N and Super Meat Boy are, basically, the same game. They’re both a single concept dragged out as far as it will go and styled with simple graphics and a retro feel that appeals to the inner gamer. They’re easy to learn and impossible to master, eagerly gobbling up hours and hours of your time as you fight desperately to clear one more level, grab another collectible or climb one tantalising step on the online leaderboard.
N and Super Meat Boy are entirely different games. The very basics are undeniably different and effect them in significant ways. N’s grounding in flash technology, allowing it to be played on anything from a web browser to a Nintendo DS, prevents any more complicated visuals or levels than single screen gray-scales with flashes of colour for significant elements. Super Meat Boy, meanwhile, relies on it’s visual style to deliver it’s experience – there’s much less variance in SMB’s early levels, but their size and beauty make up for it. Where N has pure game, Super Meat Boy adds (dare I say it) art.

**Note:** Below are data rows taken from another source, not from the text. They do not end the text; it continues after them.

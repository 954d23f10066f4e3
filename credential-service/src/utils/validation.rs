use axum::{
    extract::{rejection::JsonRejection, FromRequest, Request},
    Json,
};
use serde::de::DeserializeOwned;
use service_core::error::AppError;
use validator::Validate;

/// JSON body extractor that also runs `validator` rules.
///
/// Malformed bodies become 400s, rule violations 422s, both rendered through
/// `AppError` so every error response shares one shape.
pub struct ValidatedJson<T>(pub T);

#[axum::async_trait]
impl<T, S> FromRequest<S> for ValidatedJson<T>
where
    T: DeserializeOwned + Validate + 'static,
    S: Send + Sync,
{
    type Rejection = AppError;

    async fn from_request(req: Request, state: &S) -> Result<Self, Self::Rejection> {
        let Json(value) = Json::<T>::from_request(req, state)
            .await
            .map_err(|e: JsonRejection| {
                AppError::BadRequest(anyhow::anyhow!("Json parse error: {}", e.body_text()))
            })?;

        value.validate()?;

        Ok(ValidatedJson(value))
    }
}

However, they’re /essentially/ the same. They both hate you and want you to suffer. They both laugh mercilessly as you bang your head against the brick wall of their difficulty curves and respond to every triumph with some new endlessly repeated horror. They’re adversaries few men can claim victory over and even once they’re conquered spit out further challenges – time trials and community content flowing out into infinity. They’ll fill a void whether it’s visual accompaniment to your latest audiobook or the latest fix for your inner completionist.
They aren’t the same.
At all.
In fact, N and Super Meat Boy epitomise the changes in gaming over the last twenty years so perfectly one wouldn’t be blamed for suspecting this microcosm was deliberately constructed by some gaming deity to get the point across. N is the stumbling, unsure child. It represents the lucky accomplishments of the bedroom coder. It lacks flair, passion or style, relying on it’s simplistic charm and jump-in jump-out gameplay to keep the player entertained. It isn’t worried about guiding you by the hand, or tutorial levels, or starting out easy. It’s not worried about review scores or sales or boxart.

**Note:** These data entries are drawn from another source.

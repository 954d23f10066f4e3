//! Behaviour of issuance, exchange and revocation at the service boundary.

mod common;

use common::{TestApp, DEPENDENT_A1, DEPENDENT_A2, DEPENDENT_B1, GUARDIAN_A, GUARDIAN_B};
use credential_service::{
    services::{CredentialError, IssueOptions, SessionRole},
    utils::ImageRenderer,
};
use std::{collections::HashSet, sync::Arc};

const NO_IMAGE: IssueOptions = IssueOptions {
    return_image: false,
};

struct BrokenRenderer;

impl ImageRenderer for BrokenRenderer {
    fn render(&self, _data: &str) -> anyhow::Result<String> {
        Err(anyhow::anyhow!("encoder unavailable"))
    }
}

#[tokio::test]
async fn ten_thousand_issuances_yield_unique_secrets() {
    let app = TestApp::spawn();
    let mut secrets = HashSet::new();

    for _ in 0..10_000 {
        let issued = app
            .service
            .issue(GUARDIAN_A, DEPENDENT_A1, NO_IMAGE)
            .await
            .unwrap();
        assert_eq!(issued.secret.len(), 64);
        assert!(secrets.insert(issued.secret));
    }

    assert_eq!(app.store.len(), 10_000);
}

#[tokio::test]
async fn issuing_for_another_guardians_dependent_is_forbidden() {
    let app = TestApp::spawn();

    let err = app
        .service
        .issue(GUARDIAN_B, DEPENDENT_A1, IssueOptions::default())
        .await
        .unwrap_err();

    assert!(matches!(err, CredentialError::OwnershipMismatch));
    assert!(app.store.is_empty());
}

#[tokio::test]
async fn issuing_with_unknown_accounts_is_not_found() {
    let app = TestApp::spawn();

    let err = app
        .service
        .issue("65a1f0c2e4b0a1b2c3d4ffff", DEPENDENT_A1, NO_IMAGE)
        .await
        .unwrap_err();
    assert!(matches!(err, CredentialError::GuardianNotFound));

    let err = app
        .service
        .issue(GUARDIAN_A, "65a1f0c2e4b0a1b2c3d4ffff", NO_IMAGE)
        .await
        .unwrap_err();
    assert!(matches!(err, CredentialError::DependentNotFound));

    assert!(app.store.is_empty());
}

#[tokio::test]
async fn a_secret_can_be_exchanged_repeatedly() {
    let app = TestApp::spawn();
    let issued = app
        .service
        .issue(GUARDIAN_A, DEPENDENT_A1, NO_IMAGE)
        .await
        .unwrap();

    let first = app.service.exchange(&issued.secret).await.unwrap();
    let second = app.service.exchange(&issued.secret).await.unwrap();

    assert_ne!(first.session_token, second.session_token);
    for session in [&first, &second] {
        let claims = app.jwt.validate_session_token(&session.session_token).unwrap();
        assert_eq!(claims.sub, DEPENDENT_A1);
        assert_eq!(claims.role, SessionRole::Dependent);
        assert_eq!(claims.name.as_deref(), Some("Ada"));
    }
    assert_eq!(app.store.len(), 1);
}

#[tokio::test]
async fn concurrent_exchanges_all_succeed() {
    let app = TestApp::spawn();
    let secret = app
        .service
        .issue(GUARDIAN_A, DEPENDENT_A1, NO_IMAGE)
        .await
        .unwrap()
        .secret;

    let handles: Vec<_> = (0..8)
        .map(|_| {
            let service = app.service.clone();
            let secret = secret.clone();
            tokio::spawn(async move { service.exchange(&secret).await })
        })
        .collect();

    let mut tokens = HashSet::new();
    for handle in handles {
        let session = handle.await.unwrap().unwrap();
        assert!(tokens.insert(session.session_token));
    }
    assert_eq!(tokens.len(), 8);
}

#[tokio::test]
async fn revocation_invalidates_only_that_dependent() {
    let app = TestApp::spawn();
    let revoked = app
        .service
        .issue(GUARDIAN_A, DEPENDENT_A1, NO_IMAGE)
        .await
        .unwrap();
    let sibling = app
        .service
        .issue(GUARDIAN_A, DEPENDENT_A2, NO_IMAGE)
        .await
        .unwrap();
    let other_family = app
        .service
        .issue(GUARDIAN_B, DEPENDENT_B1, NO_IMAGE)
        .await
        .unwrap();

    assert_eq!(app.service.revoke_all(DEPENDENT_A1).await.unwrap(), 1);

    let err = app.service.exchange(&revoked.secret).await.unwrap_err();
    assert!(matches!(err, CredentialError::CredentialNotFound));

    assert!(app.service.exchange(&sibling.secret).await.is_ok());
    assert!(app.service.exchange(&other_family.secret).await.is_ok());
}

#[tokio::test]
async fn revocation_is_idempotent() {
    let app = TestApp::spawn();
    for _ in 0..3 {
        app.service
            .issue(GUARDIAN_A, DEPENDENT_A1, NO_IMAGE)
            .await
            .unwrap();
    }

    assert_eq!(app.service.revoke_all(DEPENDENT_A1).await.unwrap(), 3);
    assert_eq!(app.service.revoke_all(DEPENDENT_A1).await.unwrap(), 0);
}

#[tokio::test]
async fn revocation_ignores_issuing_guardian() {
    let app = TestApp::spawn();
    app.service
        .issue(GUARDIAN_A, DEPENDENT_A1, NO_IMAGE)
        .await
        .unwrap();

    // Dependent later moved to another guardian; the old record is still theirs
    app.directory.insert_guardian(credential_service::models::Guardian::new(
        GUARDIAN_B,
        [DEPENDENT_B1, DEPENDENT_A1],
    ));
    app.service
        .issue(GUARDIAN_B, DEPENDENT_A1, NO_IMAGE)
        .await
        .unwrap();

    assert_eq!(app.service.revoke_all(DEPENDENT_A1).await.unwrap(), 2);
}

#[tokio::test]
async fn issue_with_image_then_exchange_end_to_end() {
    let app = TestApp::spawn();

    let issued = app
        .service
        .issue(GUARDIAN_A, DEPENDENT_A1, IssueOptions::default())
        .await
        .unwrap();
    let image = issued.image_data_uri.expect("image should be rendered");
    assert!(image.starts_with("data:image/png;base64,"));

    let session = app.service.exchange(&issued.secret).await.unwrap();
    assert_eq!(session.dependent_id, DEPENDENT_A1);
    assert_eq!(session.expires_in, 3600);

    let claims = app.jwt.validate_session_token(&session.session_token).unwrap();
    assert_eq!(claims.sub, DEPENDENT_A1);
    assert_eq!(claims.exp - claims.iat, 3600);
}

#[tokio::test]
async fn blank_secrets_are_rejected_before_any_lookup() {
    let app = TestApp::spawn();

    for blank in ["", "   ", "\t\n"] {
        let err = app.service.exchange(blank).await.unwrap_err();
        assert!(matches!(err, CredentialError::InvalidArgument(_)));
    }

    assert_eq!(app.store.lookup_count(), 0);
}

#[tokio::test]
async fn unknown_secret_is_not_found() {
    let app = TestApp::spawn();

    let err = app.service.exchange(&"0".repeat(64)).await.unwrap_err();

    assert!(matches!(err, CredentialError::CredentialNotFound));
    assert_eq!(app.store.lookup_count(), 1);
}

#[tokio::test]
async fn secret_lookup_is_case_sensitive() {
    let app = TestApp::spawn();
    let issued = app
        .service
        .issue(GUARDIAN_A, DEPENDENT_A1, NO_IMAGE)
        .await
        .unwrap();

    let err = app
        .service
        .exchange(&issued.secret.to_uppercase())
        .await
        .unwrap_err();
    assert!(matches!(err, CredentialError::CredentialNotFound));
}

#[tokio::test]
async fn exchange_fails_once_dependent_is_deleted() {
    let app = TestApp::spawn();
    let issued = app
        .service
        .issue(GUARDIAN_A, DEPENDENT_A1, NO_IMAGE)
        .await
        .unwrap();

    app.directory.remove_dependent(DEPENDENT_A1);

    let err = app.service.exchange(&issued.secret).await.unwrap_err();
    assert!(matches!(err, CredentialError::DependentNotFound));
}

#[tokio::test]
async fn issuing_guardian_can_clean_up_after_dependent_is_deleted() {
    let app = TestApp::spawn();
    app.service
        .issue(GUARDIAN_A, DEPENDENT_A1, NO_IMAGE)
        .await
        .unwrap();
    app.directory.remove_dependent(DEPENDENT_A1);

    let err = app
        .service
        .ensure_can_manage_credentials(GUARDIAN_B, DEPENDENT_A1)
        .await
        .unwrap_err();
    assert!(matches!(err, CredentialError::DependentNotFound));

    app.service
        .ensure_can_manage_credentials(GUARDIAN_A, DEPENDENT_A1)
        .await
        .unwrap();
    assert_eq!(app.service.revoke_all(DEPENDENT_A1).await.unwrap(), 1);
    assert_eq!(app.store.len(), 0);

    // Nothing left to clean up, so the dependent is simply gone
    let err = app
        .service
        .ensure_can_manage_credentials(GUARDIAN_A, DEPENDENT_A1)
        .await
        .unwrap_err();
    assert!(matches!(err, CredentialError::DependentNotFound));
}

#[tokio::test]
async fn render_failure_is_not_fatal() {
    let app = TestApp::spawn_with_renderer(Arc::new(BrokenRenderer));

    let issued = app
        .service
        .issue(GUARDIAN_A, DEPENDENT_A1, IssueOptions::default())
        .await
        .unwrap();

    assert!(issued.image_data_uri.is_none());
    assert!(app.service.exchange(&issued.secret).await.is_ok());
}

#[tokio::test]
async fn store_outage_surfaces_as_store_error() {
    let app = TestApp::spawn();
    app.store.set_unavailable(true);

    let err = app
        .service
        .issue(GUARDIAN_A, DEPENDENT_A1, NO_IMAGE)
        .await
        .unwrap_err();
    assert!(matches!(err, CredentialError::Store(_)));

    let err = app.service.exchange(&"a".repeat(64)).await.unwrap_err();
    assert!(matches!(err, CredentialError::Store(_)));

    let err = app.service.revoke_all(DEPENDENT_A1).await.unwrap_err();
    assert!(matches!(err, CredentialError::Store(_)));
}

#[tokio::test]
async fn listing_is_newest_first_and_hides_secrets() {
    let app = TestApp::spawn();
    let older = app
        .service
        .issue(GUARDIAN_A, DEPENDENT_A1, NO_IMAGE)
        .await
        .unwrap();
    tokio::time::sleep(std::time::Duration::from_millis(5)).await;
    let newer = app
        .service
        .issue(GUARDIAN_A, DEPENDENT_A1, NO_IMAGE)
        .await
        .unwrap();

    let summaries = app.service.list(DEPENDENT_A1).await.unwrap();

    assert_eq!(summaries.len(), 2);
    assert_eq!(summaries[0].secret_hint, &newer.secret[..8]);
    assert_eq!(summaries[1].secret_hint, &older.secret[..8]);
    assert!(summaries.iter().all(|s| s.guardian_id == GUARDIAN_A));
}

Super Meat Boy is more refined. It’s polised. It’s got a plot and an art team. It’s got cinematics and unlockable characters, a hero with a face and a point to all the jumping and collecting. When starting a level of Super Meat Boy, you can imagine it as a real place in the crazy, fucked up universe that’s been created. N is just another room full of robots and mines. Super Meat Boy has modernised the retro-platformer genre.
How crazy does that sound? It’s the same story as has been told across any number of genres since gaming’s origin though. Compare Crysis to Doom or StarCraft II to Dune – in-game storytelling, prettier graphics and more and more extravagant ways to play evolving out of pure gameplay.
This isn’t a preach-post designed to get you to renounce your Call of Duty and Halo ways and join me in the glory of the days of Hard Reset-alikes and twelve-unit selection groups. I really enjoy new games and think, on the whole, video games are better now than they’ve ever been before. However, this was a starker contrast between two sides of gaming (and two sides of a war raging on message boards and in comment threads to this very day) than I have seen elsewhere.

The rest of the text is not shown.